Ellen had been whirled along over the roads for so many hours the rattle of the stage-coach had filled her ears for so long that now, suddenly still and quiet, she felt half- stunned. She stood with a kind of dreamy feeling, looking after the departing stage-coach. In it there were three people whose faces she knew, and she could not count a fourth within many a mile. One of those was a friend, too, as the fluttering handkerchief of poor Miss Timmins gave token still. Yet Ellen did not wish herself back in the coach, although she continued to stand and gaze after it as it rattled off at a great rate down the little street, its huge body lumbering up and down every now and then, reminding her of sundry uncomfortable jolts; till the horses making a sudden turn to the right, it disappeared round a corner. Still for a minute Ellen watched the whirling cloud of dust it had left behind; but then the feeling of strangeness and loneliness came over her, and her heart sank. She cast a look up and down the street. The afternoon was lovely; the slant beams of the setting sun came back from gilded windows, and the houses and chimney-tops of the little town were in a glow; but she saw nothing bright anywhere; in all the glory of the setting sun the little town looked strange and miserable. There was no sign of her having been expected; nobody was waiting to meet her. What was to be done next? Ellen had not the slightest idea.
Her heart growing fainter and fainter, she turned again to the inn. A tall awkward young countryman, with a cap set on one side of his head, was busying himself with sweeping off the floor of the piazza, but in a very leisurely manner; and between every two strokes of his broom he was casting long looks at Ellen, evidently wondering who she was, and what she could want there. Ellen saw it, and hoped he would ask her in words, for she could not answer his looks of curiosity but she was disappointed. As he reached the end of the piazza, and gave his broom two or three knocks against the edge of the boards to clear it of dust, he indulged himself with one good, long, finishing look at Ellen, and then she saw he was going to take himself and his broom into the house. So in despair she ran up the two or three low steps of the piazza and presented herself before him. He stopped short.

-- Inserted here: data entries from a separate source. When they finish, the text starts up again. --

#[derive(Debug, Clone, PartialEq, Eq, Serialize, Deserialize)]
#[serde(rename_all = "snake_case")]
pub enum Script {
    /// Direct response, then the persisted notification
    ResponseFirst,
    /// Persisted notification, then the direct response
    NotificationFirst,
    /// Direct response with merge-worthy data and no notification
    ResponseOnly,
    /// Persisted notification only
    NotificationOnly,
    /// `success: false` response
    Fail { message: String },
    /// Never answers
    Silent,
}

impl Script {
    pub fn name(&self) -> &'static str {
        match self {
            Self::ResponseFirst => "response_first",
            Self::NotificationFirst => "notification_first",
            Self::ResponseOnly => "response_only",
            Self::NotificationOnly => "notification_only",
            Self::Fail { .. } => "fail",
            Self::Silent => "silent",
        }
    }
}

pub struct ScriptedBackend {
    bus: Weak<dyn MessageBus>,
    bus_config: BusConfig,
    correlation_pointer: String,
    entity_kind: EntityKind,
    scripts: Mutex<VecDeque<Script>>,
    fallback: Script,
    delay: Option<Duration>,
    received: Mutex<Vec<BusMessage>>,
    sequence: AtomicU64,
}

impl std::fmt::Debug for ScriptedBackend {
    fn fmt(&self, f: &mut std::fmt::Formatter<'_>) -> std::fmt::Result {
        f.debug_struct("ScriptedBackend")
            .field("entity_kind", &self.entity_kind)
            .field("queued", &self.scripts.lock().len())
            .field("fallback", &self.fallback)
            .field("delay", &self.delay)
            .finish()
    }
}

"Will you please to tell me, Sir," said poor Ellen, "if Miss
Emerson is here?"
"Miss Emerson?" said he "what Miss Emerson?"
"I don't know, Sir Miss Emerson that lives not far from
Thirlwall."
Eyeing Ellen from head to foot, the man then trailed his broom into the house. Ellen followed him.
"Mr. Forbes!" said he "Mr. Forbes! do you know anything of
Miss Emerson?"
"What Miss Emerson?" said another man, with a big red face and a big round body, showing himself in a doorway which he nearly filled.